08.02.17
BMA praises ‘vital and tangible improvements’ in new GP contract
GPs and NHS negotiators have praised changes to the General Medical Services contract in England for 2017-18, with both sides agreeing that the new contract will alleviate pressure on overstretched doctors.
The new contract for GPs, amounting to an investment of £238.7m, was agreed between NHS Employers on behalf of NHS England and the BMA’s GP Committee (GPC). After the GPC “overwhelmingly voted to accept” the changes, the contract will now take effect from 1 April.
Stephen Golledge, chief negotiator for NHS Employers, said: “The agreed changes will deliver considerable improvements in the quality of care provided to patients and reduce bureaucracy for GP practices, alongside a significant increase in the level of investment in primary care.
“Such an increase will help to alleviate some of the pressures GPs have experienced in recent years.”

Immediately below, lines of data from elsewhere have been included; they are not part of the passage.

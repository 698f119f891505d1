//! Async wrappers that run the CPU bound stages on tokio's blocking pool.
//!
//! The graph, inputs, zkey and witness are shared read-only through `Arc`s, so the same key can
//! serve any number of concurrent proofs. Dropping the returned future abandons the result, the
//! blocking task still runs to completion and nothing it computed escapes.

use std::sync::Arc;

use tokio::task::{self, JoinError};
use tracing::debug;

use crate::{calculate_witness, errors::ProofError, groth16_prove, ProverOutput};

fn map_blocking_error(err: JoinError) -> ProofError {
  ProofError::Worker(format!("blocking task failed: {err}"))
}

/// Calculates the `.wtns` witness on a blocking worker thread.
pub async fn calculate_witness_async(
  inputs: Arc<[u8]>,
  graph: Arc<[u8]>,
) -> Result<Vec<u8>, ProofError> {
  debug!("scheduling witness calculation");
  task::spawn_blocking(move || calculate_witness(&inputs, &graph))
    .await
    .map_err(map_blocking_error)?
}

/// Generates a Groth16 proof on a blocking worker thread.
pub async fn groth16_prove_async(
  zkey: Arc<[u8]>,
  witness: Arc<[u8]>,
) -> Result<ProverOutput, ProofError> {
  debug!("scheduling groth16 proof");
  task::spawn_blocking(move || groth16_prove(&zkey, &witness)).await.map_err(map_blocking_error)?
}

#[cfg(test)]
mod tests {
  use super::*;
  use crate::tests::inputs::{multiplier_graph, multiplier_key};

  #[tokio::test]
  #[tracing_test::traced_test]
  async fn test_workers_run_both_stages() {
    let graph: Arc<[u8]> = multiplier_graph().to_bytes().into();
    let zkey: Arc<[u8]> = multiplier_key().to_bytes().into();
    let inputs: Arc<[u8]> = Arc::from(&br#"{"a": "3", "b": "4"}"#[..]);

    let witness = calculate_witness_async(inputs, graph).await.unwrap();
    let output = groth16_prove_async(zkey, witness.into()).await.unwrap();
    assert_eq!(output.public_signals, r#"["12"]"#);
    assert!(logs_contain("scheduling groth16 proof"));
  }

  #[tokio::test]
  async fn test_concurrent_proofs_share_a_key() {
    let graph: Arc<[u8]> = multiplier_graph().to_bytes().into();
    let zkey: Arc<[u8]> = multiplier_key().to_bytes().into();
    let witness: Arc<[u8]> =
      calculate_witness_async(Arc::from(&br#"{"a": 5, "b": 6}"#[..]), graph).await.unwrap().into();

    let (first, second) = tokio::join!(
      groth16_prove_async(zkey.clone(), witness.clone()),
      groth16_prove_async(zkey, witness)
    );
    let (first, second) = (first.unwrap(), second.unwrap());
    assert_eq!(first.public_signals, r#"["30"]"#);
    assert_eq!(first.public_signals, second.public_signals);
    assert_ne!(first.proof, second.proof);
  }

  #[tokio::test]
  async fn test_worker_errors_propagate() {
    let graph: Arc<[u8]> = multiplier_graph().to_bytes().into();
    let err = calculate_witness_async(Arc::from(&br#"{"a": 1}"#[..]), graph).await.unwrap_err();
    assert!(matches!(err, ProofError::InputMismatch(_)));
  }
}
//! End to end tests: witness calculation through proving and verification.

use inputs::{
  cubic_graph, cubic_key, cubic_r1cs, multiplier_graph, multiplier_key, multiplier_r1cs,
};

use super::*;
use crate::{
  circom::{r1cs::R1CS, wtns::load_witness_from_bytes},
  groth16::{groth16_verify, json::VerifyingKeyJson, setup},
};


const MULTIPLIER_INPUTS: &[u8] = br#"{"a": "3", "b": "4"}"#;

fn vkey_json(pk: &ProvingKey) -> String {
  serde_json::to_string(&VerifyingKeyJson::from(&pk.vk)).unwrap()
}

#[test]
#[tracing_test::traced_test]
fn test_end_to_end_multiplier() {
  let graph = multiplier_graph().to_bytes();
  let pk = multiplier_key();

  let witness = calculate_witness(MULTIPLIER_INPUTS, &graph).unwrap();
  let output = groth16_prove(&pk.to_bytes(), &witness).unwrap();

  assert_eq!(output.public_signals, r#"["12"]"#);
  let proof: serde_json::Value = serde_json::from_str(&output.proof).unwrap();
  assert_eq!(proof["protocol"], "groth16");
  assert_eq!(proof["curve"], "bn128");
  assert!(groth16_verify(&vkey_json(&pk), &output.proof, &output.public_signals).unwrap());
  assert!(logs_contain("proved 1 public signals"));
}

#[test]
fn test_witness_is_deterministic_and_complete() {
  let graph = cubic_graph();
  let bytes = graph.to_bytes();
  let first = calculate_witness(br#"{"x": 3}"#, &bytes).unwrap();
  let second = calculate_witness(br#"{"x": "3"}"#, &bytes).unwrap();
  assert_eq!(first, second);

  let witness = load_witness_from_bytes::<Fr>(&first).unwrap();
  assert_eq!(witness.len(), graph.witness_len());
  assert_eq!(witness[1], Fr::from(35u64));
  assert!(cubic_r1cs().is_satisfied(&witness));
}

#[test]
fn test_graph_witness_satisfies_r1cs() {
  let bytes = calculate_witness(MULTIPLIER_INPUTS, &multiplier_graph().to_bytes()).unwrap();
  let witness = load_witness_from_bytes::<Fr>(&bytes).unwrap();
  assert!(multiplier_r1cs().is_satisfied(&witness));
}

#[test]
fn test_missing_input_is_rejected() {
  let err = calculate_witness(br#"{"a": "3"}"#, &multiplier_graph().to_bytes()).unwrap_err();
  assert!(matches!(err, ProofError::InputMismatch(_)));
  assert_eq!(err.kind(), "InputMismatch");
}

#[test]
fn test_cubic_round_trip() {
  let pk = cubic_key();
  let witness = calculate_witness(br#"{"x": 3}"#, &cubic_graph().to_bytes()).unwrap();
  let output = groth16_prove(&pk.to_bytes(), &witness).unwrap();
  assert_eq!(output.public_signals, r#"["35"]"#);
  assert!(groth16_verify(&vkey_json(&pk), &output.proof, &output.public_signals).unwrap());
  assert!(!groth16_verify(&vkey_json(&pk), &output.proof, r#"["36"]"#).unwrap());
}

#[test]
fn test_proofs_are_randomized() {
  let pk = multiplier_key();
  let zkey = pk.to_bytes();
  let witness = calculate_witness(MULTIPLIER_INPUTS, &multiplier_graph().to_bytes()).unwrap();

  let first = groth16_prove(&zkey, &witness).unwrap();
  let second = groth16_prove(&zkey, &witness).unwrap();
  assert_ne!(first.proof, second.proof);
  assert_eq!(first.public_signals, second.public_signals);
  for output in [first, second] {
    assert!(groth16_verify(&vkey_json(&pk), &output.proof, &output.public_signals).unwrap());
  }
}

#[test]
fn test_truncated_artifacts() {
  let graph = multiplier_graph().to_bytes();
  let err = calculate_witness(MULTIPLIER_INPUTS, &graph[..graph.len() - 3]).unwrap_err();
  assert!(matches!(err, ProofError::GraphParse(_)));
  assert!(matches!(calculate_witness(MULTIPLIER_INPUTS, &[]), Err(ProofError::GraphParse(_))));

  let zkey = multiplier_key().to_bytes();
  let witness = calculate_witness(MULTIPLIER_INPUTS, &graph).unwrap();
  let err = groth16_prove(&zkey[..zkey.len() / 3], &witness).unwrap_err();
  assert!(matches!(err, ProofError::ZkeyParse(_)));
  assert_eq!(err.kind(), "ZkeyParseError");
}

#[test]
fn test_witness_must_fit_the_key() {
  let zkey = multiplier_key().to_bytes();
  let cubic_witness = calculate_witness(br#"{"x": 2}"#, &cubic_graph().to_bytes()).unwrap();
  assert!(matches!(groth16_prove(&zkey, &cubic_witness), Err(ProofError::Prover(_))));
  assert!(matches!(groth16_prove(&zkey, b"not a witness"), Err(ProofError::Prover(_))));
}

#[test]
fn test_setup_from_r1cs_file_bytes() {
  let r1cs = R1CS::try_from(&multiplier_r1cs().to_bytes()[..]).unwrap();
  let pk = setup(&r1cs).unwrap();
  let witness = calculate_witness(br#"{"a": 7, "b": 6}"#, &multiplier_graph().to_bytes()).unwrap();
  let output = groth16_prove(&pk.to_bytes(), &witness).unwrap();
  assert_eq!(output.public_signals, r#"["42"]"#);
  assert!(groth16_verify(&vkey_json(&pk), &output.proof, &output.public_signals).unwrap());

  // a key from a different setup rejects the proof
  assert!(!groth16_verify(&vkey_json(&multiplier_key()), &output.proof, r#"["42"]"#).unwrap());
}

The contract renegotiation includes several benefits for GPs, including a pay uplift of 1%, an extra £1m investment in the GP retention scheme, and an extra £2m payment to practices for workload related to the transfer of patient records.
Other changes include practice cover for GPs’ parental leave and sickness absence, the complete reimbursement of a practice’s CQC fees – which the BMA has consistently branded a “merciless raid of ring-fenced budget” – and a freeze to the Quality and Outcomes Framework (QOF), with a working group set up to discuss its future after April 2018.
The organisations also agreed new contractual requirements around identification and management of frail patients, registration of prisoners, healthcare access, vaccination and immunisations and data collection.
The BMA praised the deal, arguing that it will secure much-needed income to address GP practice expenses and reduce bureaucracy.
“We believe that these contract changes deliver tangible improvements in a number of vital areas that will benefit practices from greater core resources, reimbursement of expenses and a reduction in bureaucratic workload,” said the union’s GPC chair Dr Chaand Nagpaul in a letter to all GPs in England outlining the changes.
“We are now working on detailed guidance with NHS Employers to provide more detail about some of these areas.”
While the BMA welcomed the tangible benefits of the contract, it nevertheless warned that the contractual changes alone will not solve the crisis facing general practice caused by “wider pressures”, such as a critical GP shortage, inadequate NHS funding and a soaring and excessively bureaucratic workload.
The BMA is understood to be in discussion with NHS England and the Department of Health on tackling these wider issues, such as by ensuring that NHS England honours the commitments made in its GP Forward View published in April last year, along with furthering its Urgent Prescription for General Practice proposals.